On April 15, 2013, hours after the Tsarnaev brothers set off explosives at the Boston Marathon, the #bostonstrong hashtag went viral on Twitter. A week later, at the first home Red Sox game following the tragedy, the Fenway Park public announcer declared, “We are one. We are strong. We are Boston. We are Boston strong.” Since then, the same meme has been adopted by numerous other cities in the wake of local tragedies—including my own, Toronto, which proclaimed itself #TorontoStrong following a deadly van attack that took 10 lives in April.
The idea that communities become stronger in the wake of mass murder is attractive. And sometimes, it’s even true—because outside threats stimulate a spirit of collective defiance and solidarity. But many acts of mass murder are perpetrated by mentally ill killers who have no political motive. In these cases, tragedies can actually widen fissures within society, because different factions co-opt the crime to advance their own agendas. Collective strength can exist only when citizens have a sense of common purpose.
On Sunday, Toronto suffered another mass shooting, when a 29-year-old man named Faisal Hussain attacked a strip along Danforth Avenue in the city’s well-known Greektown neighbourhood, killing two and wounding 13. During the rampage, he moved from one side of the four-lane street to the other, seemingly targeting victims at random. Hussain isn’t known to have left any suicide note or manifesto. Nor is he known to have made any terroristic war cry or ululation before dying by his own hand.
My career as a journalist began shortly before 9/11, and much of my writing over the last 17 years has been connected to terrorism in some way. During that time, I’ve seen an evolution in the way people respond to high-profile attacks. In the late 1990s and early 2000s, people usually had to wait a day or two before shock and grief gave way to arguments about terrorism’s ‘root causes.’ But thanks to social media, that cycle is now compressed. After a school shooting in the United States, tweets savaging the NRA sometimes appear in my feed before I can even digest news about the shooting itself.
Ideologues on all sides spend their lives bursting with theories about the source of evil in the world—for that always has been the one great fascination of humankind. And whenever some apparent manifestation of that evil emerges, Twitter gives them a chance to scream “I told you so” before the blood is even dry. In many cases, as with Hussain, the roots of a killer’s rage are obscure, perhaps even unknowable. But we are all drawn to the myth that evil can be tracked down to some identifiable point source within the human soul.

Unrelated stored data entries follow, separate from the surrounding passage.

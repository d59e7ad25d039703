// src/db/mod.rs
//
// Database module
//
// Provides:
// - Connection pooling
// - Schema migrations

pub mod connection;
pub mod migrations;

pub use connection::{
    create_connection_pool, create_memory_pool, get_connection, get_database_path,
    ConnectionPool, PooledConn,
};

#[cfg(test)]
pub use connection::create_test_connection;

pub use migrations::{count_documents, initialize_database};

I have seen this pattern of tragedy-and-response play out a hundred times, and I find it increasingly exhausting and pointless—but never more so than this week. Sunday’s shooting on the Danforth was the first tragedy of this kind that played out in my own neighbourhood. Hussain’s last breaths were taken at the end of my street, three blocks from my house. And my family regularly eats at the restaurants where Hussain found his victims.
We were all at home on Sunday night, but we heard nothing—not even the gunshots that some residents thought were firecrackers. It was my daughter who first heard news of the shooting, after her friends started sharing their accounts on Snapchat. As a journalist, I’d always reflexively focused more on the people who commit crimes than their victims—because that is where readers’ interest usually lies. But in this case, my response more closely resembled that of a real empathic human being. When I heard that one of the critically injured victims was just 10 years old, my only thought was that I wanted the kid to survive. Tragically, she didn’t.
The next day, the shooting was all over my social media feed—along with shrill speculation about the killer’s motives. I ignored it—or tried to. These were culture warriors girding for battle, weaponizing their hash tags. I had done the same thing many times as an opinion journalist, but always when the dying took place far away from my own backyard.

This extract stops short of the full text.